Friday, December 17
So far, most days I am pretty confident that we will take home two healthy babies at the end of this pregnancy. On my best days, I see myself delivering via-VBAC at 37 weeks and taking the babies home a few days later. Other days, I see myself delivering early, spending some time in the NICU- but still coming home with two healthy babies at the end of it.
Then there are some days that I wonder how it's even possible to have two healthy babies.
It seems every day I hear of someone delivering extremely prematurely and losing their baby after a few short days of fighting. Or someone else loses a baby in the womb at 12 or 20 or 36 weeks. For no apparent reason. Or someone else loses a baby unexpectedly to SIDS at two months.

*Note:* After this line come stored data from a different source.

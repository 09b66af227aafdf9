//! Database schema migrations.
//!
//! Creates every table in §3's entity set plus the pgvector column and
//! ANN/GIN indexes §6 relies on. Idempotent, the way the teacher's own
//! `migrate.rs` runs `CREATE TABLE IF NOT EXISTS` unconditionally rather
//! than tracking a migration version. Session state and per-day usage
//! counters are in-memory only (see `quoth_core::models::Session`,
//! `CounterValue`) and have no table here.

use anyhow::Result;
use sqlx::PgPool;

use crate::config::Config;
use crate::db;

pub async fn run_migrations(config: &Config) -> Result<()> {
    let pool = db::connect(config).await?;
    run_migrations_on(&pool).await
}

pub async fn run_migrations_on(pool: &PgPool) -> Result<()> {
    sqlx::query("CREATE EXTENSION IF NOT EXISTS vector")
        .execute(pool)
        .await?;
    sqlx::query("CREATE EXTENSION IF NOT EXISTS pgcrypto")
        .execute(pool)
        .await?;

    sqlx::query(
        r#"
        CREATE TABLE IF NOT EXISTS organizations (
            id UUID PRIMARY KEY,
            slug TEXT NOT NULL UNIQUE,
            name TEXT NOT NULL,
            owner_user_id UUID NOT NULL,
            created_at TIMESTAMPTZ NOT NULL DEFAULT now()
        )
        "#,
    )
    .execute(pool)
    .await?;

    sqlx::query(
        r#"
        CREATE TABLE IF NOT EXISTS projects (
            id UUID PRIMARY KEY,
            slug TEXT NOT NULL,
            organization_id UUID NOT NULL REFERENCES organizations(id),
            owner_user_id UUID NOT NULL,
            is_public BOOLEAN NOT NULL DEFAULT false,
            require_approval BOOLEAN NOT NULL DEFAULT true,
            tier TEXT NOT NULL DEFAULT 'free',
            created_at TIMESTAMPTZ NOT NULL DEFAULT now(),
            UNIQUE(organization_id, slug)
        )
        "#,
    )
    .execute(pool)
    .await?;

    sqlx::query(
        r#"
        CREATE TABLE IF NOT EXISTS users (
            id UUID PRIMARY KEY,
            email TEXT NOT NULL UNIQUE,
            default_project_id UUID
        )
        "#,
    )
    .execute(pool)
    .await?;

    sqlx::query(
        r#"
        CREATE TABLE IF NOT EXISTS project_members (
            project_id UUID NOT NULL REFERENCES projects(id),
            user_id UUID NOT NULL REFERENCES users(id),
            role TEXT NOT NULL,
            PRIMARY KEY (project_id, user_id)
        )
        "#,
    )
    .execute(pool)
    .await?;

    sqlx::query(
        r#"
        CREATE TABLE IF NOT EXISTS documents (
            id UUID PRIMARY KEY,
            project_id UUID NOT NULL REFERENCES projects(id),
            file_path TEXT NOT NULL,
            title TEXT NOT NULL,
            content TEXT NOT NULL,
            checksum TEXT NOT NULL,
            doc_type TEXT,
            visibility TEXT NOT NULL DEFAULT 'project',
            version BIGINT NOT NULL DEFAULT 0,
            last_updated TIMESTAMPTZ NOT NULL DEFAULT now(),
            agent_id UUID,
            UNIQUE(project_id, file_path)
        )
        "#,
    )
    .execute(pool)
    .await?;

    // No direct project_id column: chunk rows are scoped to a project
    // via their parent document, the way `document_chunks` in §3 holds
    // no tenant id of its own.
    sqlx::query(
        r#"
        CREATE TABLE IF NOT EXISTS document_chunks (
            id UUID PRIMARY KEY,
            document_id UUID NOT NULL REFERENCES documents(id) ON DELETE CASCADE,
            chunk_index BIGINT NOT NULL,
            content_chunk TEXT NOT NULL,
            chunk_hash TEXT NOT NULL,
            embedding_model TEXT NOT NULL,
            embedding vector(1536),
            language TEXT,
            start_line INTEGER,
            end_line INTEGER,
            parent_context TEXT,
            source TEXT NOT NULL,
            UNIQUE(document_id, chunk_index)
        )
        "#,
    )
    .execute(pool)
    .await?;

    sqlx::query(
        r#"
        CREATE TABLE IF NOT EXISTS proposals (
            id UUID PRIMARY KEY,
            project_id UUID NOT NULL REFERENCES projects(id),
            document_id UUID REFERENCES documents(id),
            file_path TEXT NOT NULL,
            original_content TEXT,
            proposed_content TEXT NOT NULL,
            reasoning TEXT NOT NULL,
            evidence_snippet TEXT NOT NULL,
            status TEXT NOT NULL DEFAULT 'pending',
            agent_id UUID,
            signature TEXT,
            created_at TIMESTAMPTZ NOT NULL DEFAULT now()
        )
        "#,
    )
    .execute(pool)
    .await?;

    sqlx::query(
        r#"
        CREATE TABLE IF NOT EXISTS agents (
            id UUID PRIMARY KEY,
            organization_id UUID NOT NULL REFERENCES organizations(id),
            agent_name TEXT NOT NULL,
            display_name TEXT,
            instance TEXT NOT NULL,
            model TEXT,
            role TEXT,
            capabilities JSONB NOT NULL DEFAULT '{}'::jsonb,
            status TEXT NOT NULL DEFAULT 'active',
            last_seen_at TIMESTAMPTZ,
            metadata JSONB NOT NULL DEFAULT '{}'::jsonb,
            UNIQUE(organization_id, agent_name)
        )
        "#,
    )
    .execute(pool)
    .await?;

    sqlx::query(
        r#"
        CREATE TABLE IF NOT EXISTS agent_project_assignments (
            agent_id UUID NOT NULL REFERENCES agents(id),
            project_id UUID NOT NULL REFERENCES projects(id),
            role TEXT NOT NULL,
            assigned_by UUID NOT NULL,
            PRIMARY KEY (agent_id, project_id)
        )
        "#,
    )
    .execute(pool)
    .await?;

    sqlx::query(
        r#"
        CREATE TABLE IF NOT EXISTS agent_messages (
            id UUID PRIMARY KEY,
            organization_id UUID NOT NULL REFERENCES organizations(id),
            from_agent_id UUID NOT NULL REFERENCES agents(id),
            to_agent_id UUID NOT NULL REFERENCES agents(id),
            message_type TEXT NOT NULL,
            priority TEXT NOT NULL DEFAULT 'normal',
            channel TEXT,
            reply_to UUID,
            payload JSONB NOT NULL DEFAULT '{}'::jsonb,
            signature TEXT NOT NULL,
            status TEXT NOT NULL DEFAULT 'pending',
            created_at TIMESTAMPTZ NOT NULL DEFAULT now(),
            read_at TIMESTAMPTZ
        )
        "#,
    )
    .execute(pool)
    .await?;

    sqlx::query(
        r#"
        CREATE TABLE IF NOT EXISTS agent_tasks (
            id UUID PRIMARY KEY,
            organization_id UUID NOT NULL REFERENCES organizations(id),
            assigned_to UUID NOT NULL REFERENCES agents(id),
            created_by UUID NOT NULL REFERENCES agents(id),
            title TEXT NOT NULL,
            description TEXT,
            priority INTEGER NOT NULL DEFAULT 3,
            deadline TIMESTAMPTZ,
            payload JSONB NOT NULL DEFAULT '{}'::jsonb,
            status TEXT NOT NULL DEFAULT 'pending',
            result JSONB,
            started_at TIMESTAMPTZ,
            completed_at TIMESTAMPTZ
        )
        "#,
    )
    .execute(pool)
    .await?;

    sqlx::query(
        r#"
        CREATE TABLE IF NOT EXISTS activity_events (
            id UUID PRIMARY KEY,
            project_id UUID NOT NULL REFERENCES projects(id),
            user_id UUID,
            event_type TEXT NOT NULL,
            query TEXT,
            document_id UUID,
            tool_name TEXT,
            patterns_matched INTEGER,
            drift_detected BOOLEAN NOT NULL DEFAULT false,
            result_count INTEGER,
            relevance_score REAL,
            response_time_ms INTEGER,
            file_path TEXT,
            context JSONB NOT NULL DEFAULT '{}'::jsonb,
            created_at TIMESTAMPTZ NOT NULL DEFAULT now()
        )
        "#,
    )
    .execute(pool)
    .await?;

    sqlx::query(
        r#"
        CREATE TABLE IF NOT EXISTS drift_events (
            id UUID PRIMARY KEY,
            project_id UUID NOT NULL REFERENCES projects(id),
            document_id UUID,
            severity TEXT NOT NULL,
            drift_type TEXT NOT NULL,
            file_path TEXT NOT NULL,
            doc_path TEXT,
            description TEXT NOT NULL,
            expected_pattern TEXT,
            actual_code TEXT,
            resolved BOOLEAN NOT NULL DEFAULT false,
            resolved_at TIMESTAMPTZ,
            resolved_by UUID,
            detected_at TIMESTAMPTZ NOT NULL DEFAULT now()
        )
        "#,
    )
    .execute(pool)
    .await?;

    sqlx::query(
        r#"
        CREATE TABLE IF NOT EXISTS coverage_snapshots (
            id UUID PRIMARY KEY,
            project_id UUID NOT NULL REFERENCES projects(id),
            total_documentable BIGINT NOT NULL,
            total_documented BIGINT NOT NULL,
            coverage_percentage REAL NOT NULL,
            breakdown JSONB NOT NULL DEFAULT '{}'::jsonb,
            scan_type TEXT NOT NULL,
            created_at TIMESTAMPTZ NOT NULL DEFAULT now()
        )
        "#,
    )
    .execute(pool)
    .await?;

    // ANN index for cosine-distance search (§6's `<=>` operator).
    sqlx::query(
        "CREATE INDEX IF NOT EXISTS idx_document_chunks_embedding ON document_chunks \
         USING hnsw (embedding vector_cosine_ops)",
    )
    .execute(pool)
    .await?;
    sqlx::query(
        "CREATE INDEX IF NOT EXISTS idx_document_chunks_document ON document_chunks(document_id)",
    )
    .execute(pool)
    .await?;
    sqlx::query(
        r#"CREATE INDEX IF NOT EXISTS idx_document_chunks_fts ON document_chunks
           USING gin (to_tsvector('english', content_chunk))"#,
    )
    .execute(pool)
    .await?;
    sqlx::query("CREATE INDEX IF NOT EXISTS idx_documents_project ON documents(project_id)")
        .execute(pool)
        .await?;
    sqlx::query(
        "CREATE INDEX IF NOT EXISTS idx_agent_messages_inbox ON agent_messages(to_agent_id, status)",
    )
    .execute(pool)
    .await?;
    sqlx::query(
        "CREATE INDEX IF NOT EXISTS idx_activity_events_project ON activity_events(project_id, created_at)",
    )
    .execute(pool)
    .await?;

    pool.close().await;
    Ok(())
}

Those days, it seems like the odds are stacked against us and that something is going to go wrong. And it's so scary.
I remember talking to a friend back before we even were trying to get pregnant talking about how scary pregnancy is. At that point I wasn't even thinking of prematurity- just the chances of a baby developing some life threatening condition or SIDS or something else tragic.
I know it has to do more with the stories I read than what is actuality. I know that most babies are born when they're supposed to be and most babies live. But when you're surrounded by stories of unimaginable pain and heartbreak and loss, it's hard to keep perspective. It's hard to see the positives, the possibilities, when all you feel like you're seeing is horrible things happening to good people.
So, I guess I wouldn't say that I have been worrying about this lately. But it has been on my mind a lot and sometimes I feel like I'm just waiting for the other shoe to drop. For bleeding to start. For a doctor to look at the ultrasound screen and tell me there is no heartbeat. I don't think I'll believe that we'll fully get through this until we do. Until we get through the other side and see our three healthy kids running around causing trouble.
And that brings me to something else I've been thinking about a lot. Like I said, I usually think we will make it out with two healthy babies in the end (somehow). And I wonder what that will be like for Colby in a few years. When he's older and can understand that his twin is not here, but his younger twin siblings are. I'm worried for the questions- the anger- the hurt that might follow. It will be natural for him to wonder why they have each other, but Connor's not here. What went wrong? What was different? And what I'm dreading-- What did Mommy do wrong for us, but right for them? I'm so afraid that he'll be angry at me for not protecting him and Connor like I (hopefully) will his little siblings.
And I'll be wondering the same thing. And angry at myself for the same thing.